-- YOUR INSTRUCTIONS --
Use the entries below to count the lines that hold the word "once"; answer with the number only.

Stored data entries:
______

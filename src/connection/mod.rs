//! Socket connection management.
//!
//! One [`ConnectionManager`] per peer process owns the outbound socket to
//! the relay, reconnects automatically after unexpected closes and fans
//! inbound frames out to subscribers as typed [`LinkEvent`]s.

// ============================================================================
// Submodules
// ============================================================================

/// Connection manager actor and public handle.
pub mod manager;

// ============================================================================
// Imports
// ============================================================================

use std::fmt;

use async_trait::async_trait;

use crate::protocol::Message;

// ============================================================================
// Re-exports
// ============================================================================

pub use manager::ConnectionManager;

// ============================================================================
// ConnectionState
// ============================================================================

/// Logical state of the relay connection.
///
/// At most one live socket and at most one pending reconnect timer exist
/// at any point; both are owned by the manager's actor task.
#[derive(Debug, Clone, Copy, PartialEq, Eq, Default)]
pub enum ConnectionState {
    /// No socket and no attempt in progress.
    #[default]
    Disconnected,
    /// A connection attempt is in progress.
    Connecting,
    /// The socket is open.
    Connected,
}

impl fmt::Display for ConnectionState {
    fn fmt(&self, f: &mut fmt::Formatter<'_>) -> fmt::Result {
        let name = match self {
            Self::Disconnected => "disconnected",
            Self::Connecting => "connecting",
            Self::Connected => "connected",
        };
        f.write_str(name)
    }
}

// ============================================================================
// LinkEvent
// ============================================================================

/// Events published by the connection manager.
#[derive(Debug, Clone)]
pub enum LinkEvent {
    /// The connection opened or closed.
    ConnectionChanged(ConnectionState),
    /// One parsed inbound frame.
    Message(Message),
}

// ============================================================================
// MessageSender
// ============================================================================

/// Outbound message seam.
///
/// Implemented by [`ConnectionManager`]; test hosts substitute a
/// recording fake.
#[async_trait]
pub trait MessageSender: Send + Sync {
    /// Sends a message, returning `false` without error when not connected.
    async fn send(&self, message: &Message) -> bool;
}
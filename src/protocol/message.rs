//! Wire message types.
//!
//! Messages are immutable JSON records discriminated by an `action` field.
//! Field names follow the wire convention (`localPath`, `newDocument`),
//! mapped to Rust naming with serde renames.

// ============================================================================
// Imports
// ============================================================================

use std::path::PathBuf;

use serde::{Deserialize, Serialize};

use crate::error::{Error, Result};

use super::TargetId;

// ============================================================================
// Message
// ============================================================================

/// A frame exchanged between peers through the relay.
///
/// # Format
///
/// ```json
/// { "action": "load-image", "target": "inpaint_img", "localPath": "/tmp/a.png" }
/// ```
///
/// A frame with an unknown `action` fails to deserialize; the dispatcher
/// drops it without touching the connection.
#[derive(Debug, Clone, PartialEq, Serialize, Deserialize)]
#[serde(tag = "action")]
pub enum Message {
    /// Route an image into a named UI slot on the receiving peer.
    #[serde(rename = "load-image")]
    LoadImage(LoadImage),

    /// Announcement that a render batch finished on the web-app side.
    #[serde(rename = "rendered-images")]
    RenderedImages(RenderedImages),
}

impl Message {
    /// Returns the load-image payload, if this is one.
    #[inline]
    #[must_use]
    pub fn as_load_image(&self) -> Option<&LoadImage> {
        match self {
            Self::LoadImage(payload) => Some(payload),
            Self::RenderedImages(_) => None,
        }
    }
}

// ============================================================================
// LoadImage
// ============================================================================

/// Payload of a `load-image` message.
///
/// Exactly one of `url` / `local_path` must be resolvable to bytes. Both
/// may be present; they are trusted to refer to the same content and the
/// receiving peer picks whichever it can reach.
#[derive(Debug, Clone, PartialEq, Serialize, Deserialize)]
pub struct LoadImage {
    /// Destination slot on the receiving peer.
    pub target: TargetId,

    /// URL the receiving peer can fetch the bytes from.
    #[serde(default, skip_serializing_if = "Option::is_none")]
    pub url: Option<String>,

    /// Path on the sending peer's filesystem.
    #[serde(
        rename = "localPath",
        default,
        skip_serializing_if = "Option::is_none"
    )]
    pub local_path: Option<String>,

    /// Open as a new document instead of merging into the active one.
    ///
    /// Only meaningful for the `editor` target. Absent means falsy.
    #[serde(
        rename = "newDocument",
        default,
        skip_serializing_if = "Option::is_none"
    )]
    pub new_document: Option<bool>,
}

impl LoadImage {
    /// Creates a payload with no image source attached yet.
    #[inline]
    #[must_use]
    pub fn new(target: TargetId) -> Self {
        Self {
            target,
            url: None,
            local_path: None,
            new_document: None,
        }
    }

    /// Creates an editor-bound payload carrying both access paths.
    ///
    /// The web app sends both so the editor can read the file directly
    /// when it shares a filesystem with the server and fall back to the
    /// URL otherwise.
    #[must_use]
    pub fn to_editor(
        url: impl Into<String>,
        local_path: impl Into<String>,
        new_document: bool,
    ) -> Self {
        Self {
            target: TargetId::editor(),
            url: Some(url.into()),
            local_path: Some(local_path.into()),
            new_document: Some(new_document),
        }
    }

    /// Sets the fetch URL.
    #[must_use]
    pub fn with_url(mut self, url: impl Into<String>) -> Self {
        self.url = Some(url.into());
        self
    }

    /// Sets the sender-local file path.
    #[must_use]
    pub fn with_local_path(mut self, path: impl Into<String>) -> Self {
        self.local_path = Some(path.into());
        self
    }

    /// Sets the new-document flag.
    #[must_use]
    pub fn with_new_document(mut self, new_document: bool) -> Self {
        self.new_document = Some(new_document);
        self
    }

    /// Returns `true` if the receiver should open a new document.
    #[inline]
    #[must_use]
    pub fn wants_new_document(&self) -> bool {
        self.new_document.unwrap_or(false)
    }

    /// Resolves the image source, preferring the URL.
    ///
    /// # Errors
    ///
    /// Returns [`Error::Protocol`] when neither `url` nor `localPath`
    /// is present.
    pub fn source(&self) -> Result<ImageSource> {
        if let Some(url) = &self.url {
            return Ok(ImageSource::Url(url.clone()));
        }
        if let Some(path) = &self.local_path {
            return Ok(ImageSource::LocalPath(PathBuf::from(path)));
        }
        Err(Error::protocol(
            "load-image carries neither url nor localPath",
        ))
    }
}

// ============================================================================
// ImageSource
// ============================================================================

/// Where the bytes of a `load-image` payload come from.
#[derive(Debug, Clone, PartialEq, Eq)]
pub enum ImageSource {
    /// Fetch over HTTP.
    Url(String),
    /// Read from the sending peer's filesystem.
    LocalPath(PathBuf),
}

// ============================================================================
// RenderedImages
// ============================================================================

/// Payload of a `rendered-images` message.
///
/// Broadcast after a generation batch completes so the other peer can
/// offer the fresh results for import. When the batch was an inpaint,
/// `masked_images` carries the mask-composited copy of each result
/// (`null` for results without one).
///
/// Unlike `load-image`, this frame uses snake_case field names on the
/// wire.
#[derive(Debug, Clone, PartialEq, Serialize, Deserialize)]
pub struct RenderedImages {
    /// Saved paths of the batch results, in gallery order.
    pub images: Vec<String>,

    /// Mask-composited copy per result, when one exists.
    #[serde(default)]
    pub masked_images: Vec<Option<String>>,
}

// ============================================================================
// Tests
// ============================================================================

#[cfg(test)]
mod tests {
    use super::*;

    #[test]
    fn test_load_image_wire_format() {
        let message = Message::LoadImage(
            LoadImage::new(TargetId::inpaint_img()).with_local_path("/tmp/mask.png"),
        );

        let json = serde_json::to_string(&message).expect("serialize");
        assert!(json.contains("\"action\":\"load-image\""));
        assert!(json.contains("\"target\":\"inpaint_img\""));
        assert!(json.contains("\"localPath\":\"/tmp/mask.png\""));
        // Absent optionals stay off the wire.
        assert!(!json.contains("url"));
        assert!(!json.contains("newDocument"));
    }

    #[test]
    fn test_load_image_parse() {
        let json = r#"{
            "action": "load-image",
            "target": "editor",
            "url": "http://127.0.0.1:7860/file=out/a.png",
            "localPath": "out/a.png",
            "newDocument": true
        }"#;

        let message: Message = serde_json::from_str(json).expect("parse");
        let payload = message.as_load_image().expect("load-image");
        assert!(payload.target.is_editor());
        assert!(payload.wants_new_document());
        assert_eq!(payload.local_path.as_deref(), Some("out/a.png"));
    }

    #[test]
    fn test_unknown_action_is_rejected() {
        let json = r#"{"action": "self-destruct", "target": "img2img"}"#;
        assert!(serde_json::from_str::<Message>(json).is_err());
    }

    #[test]
    fn test_source_prefers_url() {
        let payload = LoadImage::new(TargetId::img2img())
            .with_url("http://x/a.png")
            .with_local_path("/tmp/a.png");

        match payload.source().expect("source") {
            ImageSource::Url(url) => assert_eq!(url, "http://x/a.png"),
            ImageSource::LocalPath(_) => panic!("url should win"),
        }
    }

    #[test]
    fn test_source_falls_back_to_local_path() {
        let payload = LoadImage::new(TargetId::img2img()).with_local_path("/tmp/a.png");

        match payload.source().expect("source") {
            ImageSource::LocalPath(path) => assert_eq!(path, PathBuf::from("/tmp/a.png")),
            ImageSource::Url(_) => panic!("no url present"),
        }
    }

    #[test]
    fn test_source_with_neither_is_protocol_error() {
        let payload = LoadImage::new(TargetId::img2img());
        let err = payload.source().unwrap_err();
        assert!(matches!(err, Error::Protocol { .. }));
    }

    #[test]
    fn test_to_editor_carries_both_paths() {
        let payload = LoadImage::to_editor("http://x/a.png", "out/a.png", false);
        assert!(payload.url.is_some());
        assert!(payload.local_path.is_some());
        assert!(!payload.wants_new_document());
    }

    #[test]
    fn test_rendered_images_round_trip() {
        let message = Message::RenderedImages(RenderedImages {
            images: vec!["out/a.png".into(), "out/b.png".into()],
            masked_images: vec![Some("/tmp/a-mask.png".into()), None],
        });

        let json = serde_json::to_string(&message).expect("serialize");
        assert!(json.contains("\"action\":\"rendered-images\""));
        assert!(json.contains("\"masked_images\""));
        assert!(json.contains("null"));

        let parsed: Message = serde_json::from_str(&json).expect("parse");
        assert_eq!(parsed, message);
    }

    #[test]
    fn test_rendered_images_wire_field_names() {
        // Exact frame shape the web-UI peer emits after an inpaint batch.
        let json = r#"{
            "action": "rendered-images",
            "images": ["out/a.png"],
            "masked_images": ["/tmp/a-mask.png"]
        }"#;

        let message: Message = serde_json::from_str(json).expect("parse");
        let Message::RenderedImages(batch) = message else {
            panic!("wrong variant");
        };
        assert_eq!(batch.images, vec!["out/a.png".to_string()]);
        assert_eq!(
            batch.masked_images,
            vec![Some("/tmp/a-mask.png".to_string())]
        );
    }
}
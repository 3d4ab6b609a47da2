//! Error types for the editor link.
//!
//! This module defines all error types used throughout the crate.
//!
//! # Usage
//!
//! All fallible operations return [`Result<T>`] which uses [`Error`]:
//!
//! ```ignore
//! use editor_link::{Result, Error};
//!
//! async fn example(router: &ImageRouter) -> Result<()> {
//!     let message = LoadImage::new(TargetId::img2img()).with_url("http://host/a.png");
//!     router.route(&message).await?;
//!     Ok(())
//! }
//! ```
//!
//! # Error Categories
//!
//! | Category | Variants | Handling |
//! |----------|----------|----------|
//! | Connection | [`Error::Connection`], [`Error::ConnectionTimeout`] | contained, drives automatic retry |
//! | Protocol | [`Error::Protocol`] | dropped and logged, connection untouched |
//! | Target | [`Error::TargetResolution`] | user-visible alert, operation aborted |
//! | Precondition | [`Error::Precondition`] | user-visible alert, aborted before any mutation |
//! | IO | [`Error::Fetch`], [`Error::Io`], [`Error::Image`] | surfaced to the user, undo scope rolled back |

// ============================================================================
// Imports
// ============================================================================

use std::io::Error as IoError;
use std::result::Result as StdResult;

use thiserror::Error;

use crate::protocol::TargetId;

// ============================================================================
// Result Alias
// ============================================================================

/// Result type alias using crate [`enum@Error`].
///
/// All fallible operations in this crate return this type.
pub type Result<T> = StdResult<T, Error>;

// ============================================================================
// Error Enum
// ============================================================================

/// Main error type for the crate.
///
/// Each variant includes relevant context for debugging. None of these
/// errors terminates the process; connection errors drive automatic
/// recovery, everything else aborts only the single in-flight operation.
#[derive(Error, Debug)]
pub enum Error {
    // ========================================================================
    // Connection Errors
    // ========================================================================
    /// Socket connection failed.
    ///
    /// Returned when the relay endpoint cannot be reached.
    #[error("Connection failed: {message}")]
    Connection {
        /// Description of the connection error.
        message: String,
    },

    /// Connection attempt timed out.
    #[error("Connection timeout after {timeout_ms}ms")]
    ConnectionTimeout {
        /// Milliseconds waited before timeout.
        timeout_ms: u64,
    },

    // ========================================================================
    // Protocol Errors
    // ========================================================================
    /// Malformed or unrecognized message.
    ///
    /// The offending message is dropped; the connection is untouched.
    #[error("Protocol error: {message}")]
    Protocol {
        /// Description of the protocol violation.
        message: String,
    },

    // ========================================================================
    // Routing Errors
    // ========================================================================
    /// No drop zone exists for a recognized target.
    ///
    /// User-visible; the routing operation aborts, the connection and
    /// future messages are unaffected.
    #[error("No drop zone found for target: {target}")]
    TargetResolution {
        /// The target that could not be resolved.
        target: TargetId,
    },

    // ========================================================================
    // Precondition Errors
    // ========================================================================
    /// An operation's precondition does not hold.
    ///
    /// Examples: wrong number of selected layers, no active document.
    /// User-visible; raised before any mutation takes place.
    #[error("{message}")]
    Precondition {
        /// User-facing description of the failed precondition.
        message: String,
    },

    // ========================================================================
    // IO Errors
    // ========================================================================
    /// Fetching image bytes failed.
    #[error("Fetch failed for {url}: {message}")]
    Fetch {
        /// The URL that was being fetched.
        url: String,
        /// Description of the fetch failure.
        message: String,
    },

    /// Filesystem error.
    #[error("IO error: {0}")]
    Io(#[from] IoError),

    /// Image encoding or decoding error.
    #[error("Image error: {0}")]
    Image(#[from] image::ImageError),
}

// ============================================================================
// Error Constructors
// ============================================================================

impl Error {
    /// Creates a connection error.
    #[inline]
    pub fn connection(message: impl Into<String>) -> Self {
        Self::Connection {
            message: message.into(),
        }
    }

    /// Creates a connection timeout error.
    #[inline]
    pub fn connection_timeout(timeout_ms: u64) -> Self {
        Self::ConnectionTimeout { timeout_ms }
    }

    /// Creates a protocol error.
    #[inline]
    pub fn protocol(message: impl Into<String>) -> Self {
        Self::Protocol {
            message: message.into(),
        }
    }

    /// Creates a target resolution error.
    #[inline]
    pub fn target_resolution(target: TargetId) -> Self {
        Self::TargetResolution { target }
    }

    /// Creates a precondition error.
    #[inline]
    pub fn precondition(message: impl Into<String>) -> Self {
        Self::Precondition {
            message: message.into(),
        }
    }

    /// Creates a fetch error.
    #[inline]
    pub fn fetch(url: impl Into<String>, message: impl Into<String>) -> Self {
        Self::Fetch {
            url: url.into(),
            message: message.into(),
        }
    }
}

// ============================================================================
// Error Predicates
// ============================================================================

impl Error {
    /// Returns `true` if this is a transport-level error.
    ///
    /// Transport errors are fully contained: they drive automatic
    /// reconnection and never surface beyond a connection-state indicator.
    #[inline]
    #[must_use]
    pub fn is_connection_error(&self) -> bool {
        matches!(self, Self::Connection { .. } | Self::ConnectionTimeout { .. })
    }

    /// Returns `true` if this error should be surfaced to the user.
    ///
    /// User-visible errors abort the single in-flight operation and are
    /// reported as an alert; they never crash the connection or process.
    #[inline]
    #[must_use]
    pub fn is_user_visible(&self) -> bool {
        matches!(
            self,
            Self::TargetResolution { .. }
                | Self::Precondition { .. }
                | Self::Fetch { .. }
                | Self::Io(_)
                | Self::Image(_)
        )
    }
}

// ============================================================================
// Tests
// ============================================================================

#[cfg(test)]
mod tests {
    use super::*;

    use std::io::ErrorKind;

    #[test]
    fn test_error_display() {
        let err = Error::connection("failed to connect");
        assert_eq!(err.to_string(), "Connection failed: failed to connect");
    }

    #[test]
    fn test_precondition_display_is_bare_message() {
        let err = Error::precondition("one layer must be selected");
        assert_eq!(err.to_string(), "one layer must be selected");
    }

    #[test]
    fn test_target_resolution_names_target() {
        let err = Error::target_resolution(TargetId::inpaint_mask());
        assert!(err.to_string().contains("inpaint_mask"));
    }

    #[test]
    fn test_is_connection_error() {
        let conn_err = Error::connection("test");
        let timeout_err = Error::connection_timeout(5000);
        let other_err = Error::protocol("test");

        assert!(conn_err.is_connection_error());
        assert!(timeout_err.is_connection_error());
        assert!(!other_err.is_connection_error());
    }

    #[test]
    fn test_connection_timeout_display() {
        let err = Error::connection_timeout(10_000);
        assert_eq!(err.to_string(), "Connection timeout after 10000ms");
        assert!(!err.is_user_visible());
    }

    #[test]
    fn test_is_user_visible() {
        let precondition = Error::precondition("no active document");
        let fetch = Error::fetch("http://x/a.png", "404");
        let protocol = Error::protocol("bad frame");
        let connection = Error::connection("refused");

        assert!(precondition.is_user_visible());
        assert!(fetch.is_user_visible());
        assert!(!protocol.is_user_visible());
        assert!(!connection.is_user_visible());
    }

    #[test]
    fn test_from_io_error() {
        let io_err = IoError::new(ErrorKind::NotFound, "file not found");
        let err: Error = io_err.into();
        assert!(matches!(err, Error::Io(_)));
        assert!(err.is_user_visible());
    }

}
//! Connection manager actor.
//!
//! The manager owns one outbound socket to the relay. All socket state
//! lives inside a single tokio task; the public [`ConnectionManager`]
//! handle talks to it over a command channel, so the invariant of at most
//! one live socket and at most one pending reconnect timer is structural.
//!
//! # State Machine
//!
//! ```text
//! Disconnected ──connect()──▶ Connecting ──open──▶ Connected
//!      ▲                          │                    │
//!      │                    attempt failed       unexpected close
//!      │                          ▼                    ▼
//!      └──────disconnect()── reconnect timer ◀─────────┘
//!                             (single, fixed delay)
//! ```
//!
//! Reconnection is attempted indefinitely while a connection is desired.
//! Regaining foreground focus retries immediately, bypassing the timer,
//! so the link recovers quickly after system sleep where the timer itself
//! may not have fired.

// ============================================================================
// Imports
// ============================================================================

use std::future::pending;
use std::pin::Pin;
use std::sync::Arc;

use futures_util::{SinkExt, StreamExt};
use parking_lot::Mutex;
use tokio::net::TcpStream;
use tokio::sync::{broadcast, mpsc, oneshot};
use tokio::time::{Sleep, sleep, timeout};
use tokio_tungstenite::tungstenite::Message as WsMessage;
use tokio_tungstenite::{MaybeTlsStream, WebSocketStream, connect_async};
use tracing::{debug, info, warn};

use crate::config::LinkConfig;
use crate::error::{Error, Result};
use crate::protocol::Message;

use super::{ConnectionState, LinkEvent, MessageSender};

// ============================================================================
// Constants
// ============================================================================

/// Capacity of the event fan-out channel.
const EVENT_CHANNEL_CAPACITY: usize = 64;

// ============================================================================
// Types
// ============================================================================

/// Outbound client socket.
type WsStream = WebSocketStream<MaybeTlsStream<TcpStream>>;

/// Frame-level result from the socket stream.
type WsResult<T> = std::result::Result<T, tokio_tungstenite::tungstenite::Error>;

/// Internal commands for the actor task.
enum ManagerCommand {
    /// Open a connection (no-op when one exists).
    Connect,
    /// Close the connection and cancel any pending reconnect.
    Disconnect,
    /// Switch to a new relay endpoint.
    SetUrl(LinkConfig),
    /// Transmit a serialized frame, reporting success.
    Send(String, oneshot::Sender<bool>),
    /// The process regained foreground focus.
    FocusGained,
    /// Terminate the actor.
    Shutdown,
}

// ============================================================================
// ConnectionManager
// ============================================================================

/// Handle to the connection actor.
///
/// Cheap to clone; all clones drive the same socket.
///
/// # Example
///
/// ```ignore
/// let manager = ConnectionManager::new(LinkConfig::new().with_port(7860));
/// let mut events = manager.subscribe();
/// manager.connect();
///
/// while let Ok(event) = events.recv().await {
///     match event {
///         LinkEvent::Message(message) => handle(message),
///         LinkEvent::ConnectionChanged(state) => update_indicator(state),
///     }
/// }
/// ```
pub struct ConnectionManager {
    /// Channel into the actor task.
    command_tx: mpsc::UnboundedSender<ManagerCommand>,
    /// Event fan-out (shared with the actor).
    events: broadcast::Sender<LinkEvent>,
    /// Observable logical state (written only by the actor).
    state: Arc<Mutex<ConnectionState>>,
}

impl Clone for ConnectionManager {
    fn clone(&self) -> Self {
        Self {
            command_tx: self.command_tx.clone(),
            events: self.events.clone(),
            state: Arc::clone(&self.state),
        }
    }
}
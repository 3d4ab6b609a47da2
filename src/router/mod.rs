//! Web-app side image routing.
//!
//! The [`ImageRouter`] receives `load-image` messages, resolves the
//! abstract target to a concrete drop zone, fetches the image bytes and
//! injects them as if the user had dropped a single file onto the zone.
//!
//! Presentation-layer lookups stay behind the [`DropZoneHost`] seam; the
//! router never touches the page itself.

// ============================================================================
// Submodules
// ============================================================================

/// Byte fetching over HTTP.
pub mod fetch;

// ============================================================================
// Imports
// ============================================================================

use std::sync::Arc;

use async_trait::async_trait;
use rustc_hash::FxHashSet;
use tracing::{debug, info, warn};

use crate::config::LinkConfig;
use crate::connection::LinkEvent;
use crate::error::{Error, Result};
use crate::protocol::{ImageSource, LoadImage, Message, TargetId, UiContext};

// ============================================================================
// Re-exports
// ============================================================================

pub use fetch::{Fetcher, HttpFetcher};

// ============================================================================
// Constants
// ============================================================================

/// File name used when none can be derived from the source.
const FALLBACK_FILE_NAME: &str = "image.png";

// ============================================================================
// DropZone
// ============================================================================

/// Opaque handle to a concrete UI drop zone.
///
/// The host resolves targets to these; the router only passes them back
/// for injection.
#[derive(Debug, Clone, PartialEq, Eq)]
pub struct DropZone {
    /// Host-side identifier of the zone (element ID or similar).
    pub id: String,
}

impl DropZone {
    /// Creates a handle from a host-side identifier.
    #[inline]
    #[must_use]
    pub fn new(id: impl Into<String>) -> Self {
        Self { id: id.into() }
    }
}

// ============================================================================
// FileDrop
// ============================================================================

/// A synthetic single-file drop.
#[derive(Debug, Clone)]
pub struct FileDrop {
    /// Name the dropped file presents to the zone.
    pub file_name: String,
    /// Raw image bytes.
    pub bytes: Vec<u8>,
}

// ============================================================================
// DropZoneHost
// ============================================================================

/// Collaborator interface to the hosting UI.
///
/// Implementations own all page lookups and mutations; injection is a
/// fire-and-forget synthetic event, so the router needs no further
/// coordination before handling the next message.
#[async_trait]
pub trait DropZoneHost: Send + Sync {
    /// Returns the currently active top-level mode.
    fn current_context(&self) -> UiContext;

    /// Switches the page to the given mode.
    async fn switch_context(&self, context: UiContext) -> Result<()>;

    /// Resolves a target to its drop zone, if it exists right now.
    async fn resolve_drop_zone(&self, target: &TargetId) -> Option<DropZone>;

    /// Initializes lazily created UI backing the target.
    ///
    /// Called once before retrying a failed resolution; zones inside
    /// accordions or on-demand panels don't exist until first shown.
    async fn prepare_target(&self, target: &TargetId) -> Result<()>;

    /// Injects a file drop into the zone.
    async fn inject(&self, zone: &DropZone, drop: FileDrop) -> Result<()>;
}

// ============================================================================
// RouteOutcome
// ============================================================================

/// Result of routing one message.
#[derive(Debug, Clone, Copy, PartialEq, Eq)]
pub enum RouteOutcome {
    /// The target belongs to another peer; nothing was fetched or changed.
    Ignored,
    /// The image was injected into its drop zone.
    Delivered,
}

// ============================================================================
// ImageRouter
// ============================================================================

/// Routes incoming `load-image` messages into the hosting UI.
pub struct ImageRouter {
    /// UI collaborator.
    host: Arc<dyn DropZoneHost>,
    /// Byte transport.
    fetcher: Arc<dyn Fetcher>,
    /// Link endpoint, used to build read-file URLs.
    config: LinkConfig,
    /// Targets this peer accepts.
    recognized: FxHashSet<TargetId>,
}

impl ImageRouter {
    /// Creates a router recognizing the web-app target set.
    #[must_use]
    pub fn new(host: Arc<dyn DropZoneHost>, fetcher: Arc<dyn Fetcher>, config: LinkConfig) -> Self {
        Self {
            host,
            fetcher,
            config,
            recognized: TargetId::web_targets().into_iter().collect(),
        }
    }

    /// Replaces the recognized target set.
    #[must_use]
    pub fn with_recognized(mut self, targets: impl IntoIterator<Item = TargetId>) -> Self {
        self.recognized = targets.into_iter().collect();
        self
    }

    /// Routes one validated `load-image` message.
    ///
    /// Messages whose target is outside this peer's recognized set are
    /// for a different peer and resolve to [`RouteOutcome::Ignored`]
    /// without fetching anything.
    ///
    /// # Errors
    ///
    /// - [`Error::Protocol`] when the message carries no image source
    /// - [`Error::Fetch`] when the bytes cannot be retrieved
    /// - [`Error::TargetResolution`] when no drop zone exists for a
    ///   recognized target
    pub async fn route(&self, message: &LoadImage) -> Result<RouteOutcome> {
        if !self.recognized.contains(&message.target) {
            debug!(target = %message.target, "Target not recognized by this peer, ignoring");
            return Ok(RouteOutcome::Ignored);
        }

        // Resolve bytes before touching the UI.
        let url = match message.source()? {
            ImageSource::Url(url) => url,
            ImageSource::LocalPath(path) => self.config.read_file_url(&path.to_string_lossy()),
        };
        let bytes = self.fetcher.fetch(&url).await?;

        // Make sure a compatible mode is active. Targets with no
        // preference are hosted by whatever mode is current.
        if let Some(required) = message.target.required_context()
            && self.host.current_context() != required
        {
            debug!(target = %message.target, ?required, "Switching UI context");
            self.host.switch_context(required).await?;
        }

        let zone = self.locate_drop_zone(&message.target).await?;

        let file_name = file_name_for(message);
        info!(target = %message.target, zone = %zone.id, file = %file_name, "Injecting image");
        self.host
            .inject(&zone, FileDrop { file_name, bytes })
            .await?;

        Ok(RouteOutcome::Delivered)
    }

    /// Resolves the drop zone, initializing lazy UI once on a miss.
    async fn locate_drop_zone(&self, target: &TargetId) -> Result<DropZone> {
        if let Some(zone) = self.host.resolve_drop_zone(target).await {
            return Ok(zone);
        }

        debug!(target = %target, "Drop zone missing, initializing lazy UI");
        self.host.prepare_target(target).await?;

        self.host
            .resolve_drop_zone(target)
            .await
            .ok_or_else(|| Error::target_resolution(target.clone()))
    }

    /// Dispatch loop: routes every inbound `load-image` in arrival order.
    ///
    /// Routing errors are surfaced per message and never stop the loop or
    /// the connection. Runs until the event stream closes.
    pub async fn serve(&self, mut events: tokio::sync::broadcast::Receiver<LinkEvent>) {
        loop {
            match events.recv().await {
                Ok(LinkEvent::Message(Message::LoadImage(payload))) => {
                    if let Err(e) = self.route(&payload).await {
                        // User-visible errors become alerts upstream; here
                        // we log and move on to the next message.
                        warn!(target = %payload.target, error = %e, "Routing failed");
                    }
                }
                Ok(_) => {}
                Err(tokio::sync::broadcast::error::RecvError::Lagged(skipped)) => {
                    warn!(skipped, "Message dispatch lagged");
                }
                Err(tokio::sync::broadcast::error::RecvError::Closed) => break,
            }
        }
    }
}

/// Derives a display file name from the message source.
fn file_name_for(message: &LoadImage) -> String {
    let basename = |raw: &str| -> Option<String> {
        raw.split(['/', '\\'])
            .next_back()
            .filter(|name| !name.is_empty())
            .map(str::to_string)
    };

    message
        .local_path
        .as_deref()
        .and_then(basename)
        .or_else(|| {
            message
                .url
                .as_deref()
                .map(|url| url.split(['?', '#']).next().unwrap_or(url))
                .and_then(basename)
        })
        .unwrap_or_else(|| FALLBACK_FILE_NAME.to_string())
}

// ============================================================================
// Tests
// ============================================================================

______

-- WRITTEN ANSWER --
2